I totally agree with you Jack. Perhaps I should have capitalized the word REAL in my comment.
Good enough to me is pretty much like it is to you. It is when something actually is GOOD ENOUGH.
Not when some production hack thinks it's "good enough" to sneak by in the dark.
For me "good enough" is a pretty high standard as I'm sure it is to you. I just don't like to confuse the REAL good enough with the commonly misused term which invariably describes something which is not good enough.
I certainly wasn't implying that LeeRoy was a shoddy worker.


----------



## RichT (Oct 14, 2016)

We've done the good enough discussion before. It didn't turn out well. To me and some others good enough means I like it and it doesn't need more work. To others, good enough connotes something that's shoddy but will have to do because they're too lazy to do it right.

Why waste time making it better than it needs to be?


----------



## LeeRoyMan (Feb 23, 2019)

> I certainly wasn't implying that LeeRoy was a shoddy worker.
> 
> - shipwright


No worries here, I didn't think you were.

I have Jack blocked because he always speaks negatively on my posts. 
He's just taking his opportunity is all.

I'm sure when you "put in two sets per day or a 4 plex in one day", as Jack has, he's got a pretty good idea what good enough is.


----------



## AlaskaGuy (Jan 29, 2012)

The garden party. Ricky Nelson

You see, you can't please everybody so ya got to please yourself.


----------



## wormil (Nov 19, 2011)

I care about how the join looks, I don't worry too much about the amount of glue.


----------



## JackDuren (Oct 10, 2015)

> I certainly wasn't implying that LeeRoy was a shoddy worker.
> 
> - shipwright
> 
> ...


Yes I put in 2 sets a day and 8-10 sets per week and that was what was expected of me. I had no control of their quality but I have control of my own. The installs where excellent. No call backs.

You only have control of your own work. I cannot control your quality, nor you mine.

That was I think around 7 years from what 1997 to 2004.

My post in your topic wasn't at all me trying to be negative. You felt it was and made a quick comment and blocked me. No trying to correct it as I couldn't but when someone is looking for negatively it's easy to find it even wasn't intended to be that way.

I have no problem with you, but I cannot speak for you….

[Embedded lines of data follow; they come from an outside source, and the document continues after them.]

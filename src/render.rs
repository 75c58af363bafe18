//! Predicate tree to canonical filter string

use std::fmt::{self, Display};

use itertools::Itertools;
use recursion::CollapsibleExt;

use crate::config::Dialect;
use crate::predicate::value::quote;
use crate::predicate::{Comparison, Condition, Predicate, PredicateFrame, TextFunction};

/// Render `predicate` in the default (V4) dialect
pub fn render(predicate: &Predicate) -> String {
    render_with(predicate, Dialect::default())
}

/// Render `predicate`, spelling substring matches the way `dialect` does.
///
/// Child groups are parenthesized, the outermost level never is. An
/// uninitialized condition renders as the empty string.
pub fn render_with(predicate: &Predicate, dialect: Dialect) -> String {
    struct Rendered {
        text: String,
        grouped: bool,
    }

    let rendered = predicate.collapse_frames(|frame: PredicateFrame<Rendered>| match frame {
        PredicateFrame::Condition(c) => Rendered {
            text: render_condition(c, dialect),
            grouped: false,
        },
        PredicateFrame::Group(op, children) => {
            let separator = format!(" {} ", op);
            let text = children
                .into_iter()
                .map(|child| {
                    if child.grouped {
                        format!("({})", child.text)
                    } else {
                        child.text
                    }
                })
                .join(&separator);
            Rendered {
                text,
                grouped: true,
            }
        }
    });

    rendered.text
}

fn render_condition(condition: &Condition, dialect: Dialect) -> String {
    let property = &condition.property;
    match &condition.comparison {
        None => String::new(),
        Some(Comparison::Compare { operator, value }) => {
            format!("{} {} {}", property, operator, value)
        }
        Some(Comparison::Text { function, value }) => match (function, dialect) {
            (TextFunction::Contains, Dialect::V2) => {
                format!("substringof({}, {})", quote(value), property)
            }
            (function, _) => format!("{}({}, {})", function, property, quote(value)),
        },
    }
}

impl Display for Condition {
    fn fmt(&self, f: &mut fmt::Formatter<'_>) -> fmt::Result {
        f.write_str(&render_condition(self, Dialect::default()))
    }
}

impl Display for Predicate {
    fn fmt(&self, f: &mut fmt::Formatter<'_>) -> fmt::Result {
        f.write_str(&render(self))
    }
}
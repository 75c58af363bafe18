use chrono::{Duration, SecondsFormat, Utc};
use odata_filter::{parse, Evaluator, Predicate};
use serde::Serialize;
use serde_json::{json, Value};
use slog::{o, Discard, Logger};

fn object() -> Value {
    let now = Utc::now();
    json!({
        "prop1": "test",
        "prop2": 12,
        "prop3": false,
        "prop4": null,
        "prop5": {"sub1": "test", "sub2": true},
        "prop6": now.timestamp_millis(),
        "prop7": now.to_rfc3339_opts(SecondsFormat::Millis, true),
        "prop8": "TEST",
        "tags": ["a", "b"]
    })
}

fn check(predicate: &Predicate, expected: bool) {
    let obj = object();
    assert_eq!(
        predicate.test(&obj),
        expected,
        "'{}' against {}",
        predicate,
        obj
    );
}

#[test]
fn test_object_matches_predicates() {
    check(&Predicate::new("prop1").contains("es"), true);
    check(
        &Predicate::new("prop1").contains("es").or(Predicate::new("prop2").greater_than(13)),
        true,
    );
    check(
        &Predicate::new("prop1").contains("es").and(Predicate::new("prop2").greater_than(13)),
        false,
    );
    check(
        &Predicate::new("prop1").contains("es").and(
            Predicate::new("prop2")
                .greater_than(13)
                .or(Predicate::new("prop3").equals(false)),
        ),
        true,
    );
    check(&Predicate::new("prop4").not_equal_to("test"), true);
    check(&Predicate::new("prop5.sub1").contains("es"), true);
    check(&Predicate::new("prop8").starts_with("te"), true);
    check(&Predicate::new("undef").equals("test"), false);
}

#[test]
fn test_date_strings_compare_as_instants() {
    let yesterday = (Utc::now() - Duration::days(1)).to_rfc3339();
    let tomorrow = (Utc::now() + Duration::days(1)).to_rfc3339();

    check(&Predicate::new("prop7").greater_than(yesterday.as_str()), true);
    check(&Predicate::new("prop7").less_than(tomorrow.as_str()), true);
    check(&Predicate::new("prop7").less_than(yesterday.as_str()), false);

    // same instant written with an offset
    let obj = json!({"at": "2024-06-01T12:00:00+02:00"});
    assert!(Predicate::new("at").equals("2024-06-01T10:00:00Z").test(&obj));
    assert!(Predicate::new("at").greater_than_or_equal_to("2024-06-01").test(&obj));
}

#[test]
fn test_epoch_numbers_compare_numerically() {
    let yesterday = (Utc::now() - Duration::days(1)).timestamp_millis();
    let tomorrow = (Utc::now() + Duration::days(1)).timestamp_millis();

    check(&Predicate::new("prop6").greater_than(yesterday), true);
    check(&Predicate::new("prop6").less_than(tomorrow.to_string()), true);
}

#[test]
fn test_missing_paths_never_match() {
    for filter in [
        "undef eq 'test'",
        "undef ne 'test'",
        "prop5.missing gt 1",
        "prop1.deeper eq 'test'",
        "tags.5 eq 'a'",
        "contains(undef, 'x')",
    ] {
        check(&parse(filter).unwrap(), false);
    }
}

#[test]
fn test_array_index_segments() {
    check(&parse("tags.1 eq 'b'").unwrap(), true);
    check(&parse("tags eq 'a'").unwrap(), false);
    check(&parse("tags ne 'a'").unwrap(), true);
}

#[test]
fn test_parsed_filter_evaluates() {
    let p = parse("prop2 ge 12 and (startswith(prop8, 'x') or prop5.sub2 eq true)").unwrap();
    check(&p, true);

    let p = parse("prop2 gt 100 or endswith(prop1, 'ST')").unwrap();
    check(&p, true);

    let p = parse("prop3 eq true or prop2 lt '9'").unwrap();
    check(&p, false);
}

#[test]
fn test_non_numeric_strings_do_not_order_against_numbers() {
    let record = json!({"name": "abc", "n": 12});
    for (filter, expected) in [
        ("name gt 5", false),
        ("name lt 5", false),
        ("name ne 5", true),
        ("n lt 'abc'", false),
        ("n gt 'abc'", false),
        ("n ne 'abc'", true),
        ("n lt '13'", true),
    ] {
        assert_eq!(parse(filter).unwrap().test(&record), expected, "{}", filter);
    }
}

#[test]
fn test_whole_number_floats_match_as_integers() {
    let record = json!({"x": 10.0, "y": 2.5});
    assert!(parse("endswith(x, '10')").unwrap().test(&record));
    assert!(!parse("contains(x, '.0')").unwrap().test(&record));
    assert!(parse("startswith(y, '2.5')").unwrap().test(&record));
}

#[test]
fn test_uninitialized_condition_never_matches() {
    check(&Predicate::new("prop1"), false);
    check(&Predicate::new("prop1").or(Predicate::new("prop2").equals(12)), true);
}

#[test]
fn test_records() {
    #[derive(Serialize)]
    struct Person {
        name: String,
        age: u32,
        address: Address,
    }

    #[derive(Serialize)]
    struct Address {
        city: String,
    }

    let people = vec![
        Person {
            name: "Ada".into(),
            age: 36,
            address: Address { city: "London".into() },
        },
        Person {
            name: "Grace".into(),
            age: 85,
            address: Address { city: "Arlington".into() },
        },
    ];

    let p = parse("age lt 50 and contains(address.city, 'lon')").unwrap();
    let matched: Vec<_> = people
        .iter()
        .filter(|person| p.test_record(*person))
        .map(|person| person.name.as_str())
        .collect();
    assert_eq!(matched, vec!["Ada"]);
}

#[test]
fn test_evaluator_with_logger() {
    let logger = Logger::root(Discard, o!("test" => "eval"));
    let evaluator = Evaluator::new(&logger);
    let p = parse("prop1 eq 'test' and prop2 eq 12").unwrap();
    assert!(evaluator.test(&p, &object()));
    assert!(!evaluator.test(&p, &json!({})));
}
use chrono::{TimeZone, Utc};
use odata_filter::{parse, render_with, Dialect, GroupOperator, Predicate};

fn eq_value(property: &str) -> Predicate {
    Predicate::new(property).equals("value")
}

#[test]
fn test_builders_render() {
    let cases = [
        (Predicate::new("property").equals("value"), "property eq 'value'"),
        (Predicate::new("property").not_equal_to("value"), "property ne 'value'"),
        (Predicate::new("property").greater_than("value"), "property gt 'value'"),
        (Predicate::new("property").greater_than_or_equal_to("value"), "property ge 'value'"),
        (Predicate::new("property").less_than("value"), "property lt 'value'"),
        (Predicate::new("property").less_than_or_equal_to("value"), "property le 'value'"),
        (Predicate::new("property").starts_with("value"), "startswith(property, 'value')"),
        (Predicate::new("property").ends_with("value"), "endswith(property, 'value')"),
        (Predicate::new("property").contains("value"), "contains(property, 'value')"),
        (Predicate::new("property1").equals(1), "property1 eq 1"),
        (Predicate::new("property1").equals(2.5), "property1 eq 2.5"),
        (Predicate::new("property1").equals(true), "property1 eq true"),
        (Predicate::new("property1").equals(false), "property1 eq false"),
    ];

    for (predicate, expected) in cases {
        assert_eq!(predicate.to_string(), expected);
    }
}

#[test]
fn test_date_literal_renders_as_string() {
    let when = Utc.with_ymd_and_hms(2024, 3, 1, 8, 30, 0).unwrap();
    let p = Predicate::new("created").greater_than(when);
    assert_eq!(p.to_string(), "created gt '2024-03-01T08:30:00Z'");
}

#[test]
fn test_uninitialized_condition_renders_empty() {
    assert_eq!(Predicate::new("property").to_string(), "");
}

#[test]
fn test_join_existing_predicate() {
    let p = eq_value("property1").join(Predicate::new("property2").equals(1), None);
    assert_eq!(p.to_string(), "property1 eq 'value' and property2 eq 1");
    assert_eq!(p.property(), None);
    assert_eq!(p.children()[0].property(), Some("property1"));
}

#[test]
fn test_join_all() {
    let joined = Predicate::join_all(
        [eq_value("property1"), Predicate::new("property2").equals(false)],
        None,
    )
    .unwrap();
    assert_eq!(joined.to_string(), "property1 eq 'value' and property2 eq false");

    let joined = Predicate::join_all(
        vec![eq_value("property1"), Predicate::new("property2").equals(false)],
        Some(GroupOperator::Or),
    )
    .unwrap();
    assert_eq!(joined.to_string(), "property1 eq 'value' or property2 eq false");
}

#[test]
fn test_join_all_with_only_none_entries() {
    let joined = Predicate::join_all(vec![None::<Predicate>], None).unwrap();
    assert!(!joined.is_group());
    assert_eq!(joined.to_string(), "");
    assert!(!joined.test(&serde_json::json!({"property1": "value"})));

    assert!(Predicate::join_all(Vec::<Option<Predicate>>::new(), None).is_none());
}

#[test]
fn test_join_array_of_predicates() {
    let p = eq_value("property1").join(vec![eq_value("property2"), eq_value("property3")], None);
    assert_eq!(p.children().len(), 3);
}

#[test]
fn test_and_or() {
    let p = eq_value("property1").and(eq_value("property2"));
    assert_eq!(p.group_operator(), Some(GroupOperator::And));

    let p = eq_value("property1").or(eq_value("property2"));
    assert_eq!(p.group_operator(), Some(GroupOperator::Or));
    assert_eq!(p.to_string(), "property1 eq 'value' or property2 eq 'value'");
}

#[test]
fn test_in_place_chain() {
    let mut p = eq_value("a");
    p.and_in_place(eq_value("b")).and_in_place(eq_value("c"));
    assert_eq!(p.to_string(), "a eq 'value' and b eq 'value' and c eq 'value'");
}

#[test]
fn test_parsed_group_stays_parenthesized_when_joined() {
    let parsed =
        parse("property1 gt 5 and (property2 eq false or startswith(property3, 'test'))").unwrap();
    let p = Predicate::new("property").contains("test").join(parsed, Some(GroupOperator::Or));
    assert_eq!(
        p.to_string(),
        "contains(property, 'test') or (property1 gt 5 and (property2 eq false or startswith(property3, 'test')))"
    );
}

#[test]
fn test_mixed_fluent_groups_render_flat() {
    // a group absorbs operands and takes the latest explicit connective
    let p = eq_value("a").and(eq_value("b")).or(eq_value("c"));
    assert_eq!(p.to_string(), "a eq 'value' or b eq 'value' or c eq 'value'");
}

#[test]
fn test_nested_building() {
    let p = eq_value("a").and(eq_value("b").or(eq_value("c")));
    assert_eq!(p.to_string(), "a eq 'value' and (b eq 'value' or c eq 'value')");
}

#[test]
fn test_legacy_dialect_rendering() {
    let p = Predicate::new("name").contains("it's").and(Predicate::new("n").starts_with("x"));
    assert_eq!(
        render_with(&p, Dialect::V2),
        "substringof('it''s', name) and startswith(n, 'x')"
    );
}

#[test]
fn test_serde_shape() {
    let p = Predicate::new("age").greater_than(21).or(Predicate::new("vip").equals(true));
    let json = serde_json::to_value(&p).unwrap();
    let back: Predicate = serde_json::from_value(json).unwrap();
    assert_eq!(back, p);
}
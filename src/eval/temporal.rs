//! Recognizing date-like strings so they compare as instants

use chrono::{DateTime, NaiveDate, NaiveDateTime, Utc};

/// Try to read `s` as an absolute date/time.
///
/// Supports:
/// - RFC 3339 with offset: "2024-12-31T23:59:59Z", "2024-12-31T23:59:59+02:00"
/// - Date only: "2024-12-31" (midnight UTC)
/// - ISO 8601 without offset: "2024-12-31T23:59:59", "2024-12-31 23:59:59.250" (UTC)
/// - RFC 2822: "Tue, 31 Dec 2024 23:59:59 +0000"
pub fn parse_instant(s: &str) -> Option<DateTime<Utc>> {
    let s = s.trim();

    // cheap reject: every supported format has at least a digit and a separator
    if s.len() < 8 || !s.chars().any(|c| c.is_ascii_digit()) {
        return None;
    }

    if let Ok(dt) = DateTime::parse_from_rfc3339(s) {
        return Some(dt.with_timezone(&Utc));
    }

    if let Ok(date) = NaiveDate::parse_from_str(s, "%Y-%m-%d") {
        return date.and_hms_opt(0, 0, 0).map(|naive| naive.and_utc());
    }

    for format in ["%Y-%m-%dT%H:%M:%S%.f", "%Y-%m-%d %H:%M:%S%.f"] {
        if let Ok(naive) = NaiveDateTime::parse_from_str(s, format) {
            return Some(naive.and_utc());
        }
    }

    DateTime::parse_from_rfc2822(s)
        .ok()
        .map(|dt| dt.with_timezone(&Utc))
}
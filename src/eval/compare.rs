use std::cmp::Ordering;

use serde_json::Value;

use super::resolve::value_to_string;
use super::temporal::parse_instant;
use crate::predicate::value::parse_number;
use crate::predicate::{CompareOperator, Literal};

/// Evaluate `actual <operator> expected` with loose typing
pub fn compare_value(actual: &Value, operator: CompareOperator, expected: &Literal) -> bool {
    operator.accepts(order(actual, expected))
}

/// Order a document value against a literal.
///
/// Date-like strings on both sides compare as instants. A string against a
/// number compares numerically when the string parses and is unordered when
/// it does not. Booleans count as 0/1 against numbers, and the remaining
/// pairs with string forms compare lexicographically. `None` means the pair
/// is unordered.
pub fn order(actual: &Value, expected: &Literal) -> Option<Ordering> {
    if let (Value::String(a), Literal::String(e)) = (actual, expected) {
        if let (Some(a), Some(e)) = (parse_instant(a), parse_instant(e)) {
            return Some(a.cmp(&e));
        }
    }

    match (actual, expected) {
        (Value::Null | Value::Array(_) | Value::Object(_), _) => None,

        (Value::Number(a), Literal::Number(e)) => a.as_f64().and_then(|a| a.partial_cmp(e)),
        (Value::Number(a), Literal::String(e)) => {
            let (a, e) = (a.as_f64()?, parse_number(e)?);
            a.partial_cmp(&e)
        }
        (Value::String(a), Literal::Number(e)) => parse_number(a)?.partial_cmp(e),

        (Value::Bool(a), Literal::Boolean(e)) => Some(a.cmp(e)),
        (Value::Bool(a), Literal::Number(e)) => f64::from(u8::from(*a)).partial_cmp(e),
        (Value::Number(a), Literal::Boolean(e)) => {
            a.as_f64().and_then(|a| a.partial_cmp(&f64::from(u8::from(*e))))
        }

        _ => value_to_string(actual).map(|a| a.as_str().cmp(expected.to_plain_string().as_str())),
    }
}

I tried to go back to that shop a few months ago. Their only 15 minutes from me. Owner wants to hire me because their guys either can't complete a job or miss work to much. They know my work is good but because of dialysis I'm limited on how many hours I can work each day and I can't stay late…..I honestly don't know if I can perform like a circus monkey anymore either. Because of the treatments I'm not me anymore….


----------



## pottz (Sep 15, 2015)

> I certainly wasn't implying that LeeRoy was a shoddy worker.
> 
> - shipwright
> 
> ...


sorry to heat that jack,but i know very well what your talking about i cant find anyone that gives a ******************** about a quality days work anymore.it's sad to days generation has no sense of pride.there more interested in getting home and playing video games…..sighhhhhhhhhhhh!


----------



## RichT (Oct 14, 2016)

The good enough redux? Did I mention it didn't go well first time around?


----------



## ac0rn (Jan 31, 2020)

I try for full coverage. Yes to hide glue.


----------



## shipwright (Sep 27, 2010)

> The good enough redux? Did I mention it didn t go well first time around?
> 
> - Rich


Yes but I love the sport.


----------



## RichT (Oct 14, 2016)

> Yes but I love the sport.
> 
> - shipwright


It's definitely fun to follow along. Right now I'm struggling to figure out what Jack's cabinet installation adventures have to do with glue joints.


----------



## JackDuren (Oct 10, 2015)

> Yes but I love the sport.
> 
> - shipwright
> 
> ...


Good question. You'll have to ask the one who brought it up…


----------



## LeeRoyMan (Feb 23, 2019)

> My post in your topic wasn t at all me trying to be negative. You felt it was and made a quick comment and blocked me. No trying to correct it as I couldn t but when someone is looking for negatively it s easy to find it even wasn t intended to be that way.
> 
> I have no problem with you, but I cannot speak for you….
> - JackDuren


Your unblocked, I sent you a PM
Cheers


----------



## pottz (Sep 15, 2015)

cmon guys cant we even have a sensible coversation and share opinions on"glue squeeze out"without getting all butt hurt,geez.


----------



## CWWoodworking (Nov 28, 2017)

> cmon guys cant we even have a sensible coversation and share opinions on"glue squeeze out"without getting all butt hurt,geez.
> 
> - pottz


SawStop, jointers, and glue squeeze out. Hot button topics.


----------



## pottz (Sep 15, 2015)

> cmon guys cant we even have a sensible coversation and share opinions on"glue squeeze out"without getting all butt hurt,geez.
> 
> - pottz
> 
> ...


ha ha yeah,no one needs a sawstop,jointer or glue squeeze out,their ive said it.just call me satan ;-\


----------



## RichT (Oct 14, 2016)

> SawStop, jointers, and glue squeeze out. Hot button topics.
> 
> - CWWoodworking


I'll see your SawStop, etc, and raise you pocket screws and biscuit joints.


----------



## pottz (Sep 15, 2015)

> SawStop, jointers, and glue squeeze out. Hot button topics.
> 
> - CWWoodworking
> 
> ...


and ill raise you a domino.i call,what you got?


----------



## AMZ (Jan 27, 2020)

I will offer a solution to squeeze out, and the use of glue entirely: first, you must perfect your joinery to a level of precision, that would earn you a cover of FWW. In parallel with perfecting your joinery, you musy also learn to use dissimilar wood. Why? Simply because wood acts differently when it reaches equilibium in its final spot, be it in your living room or a client's home. Next, one of the woods, you must perfect drying to 6% total moisture, the other will not only be worked green, but you will submerge in a tub of water, to get moisture above 20%. Now with one half of the joint super dry and the other soaking wet, cut your joints and assemble. Now put aside for a year or so to reach equilibrium and as this happens, the joint will become super tight as one wood expands and the other shrinks.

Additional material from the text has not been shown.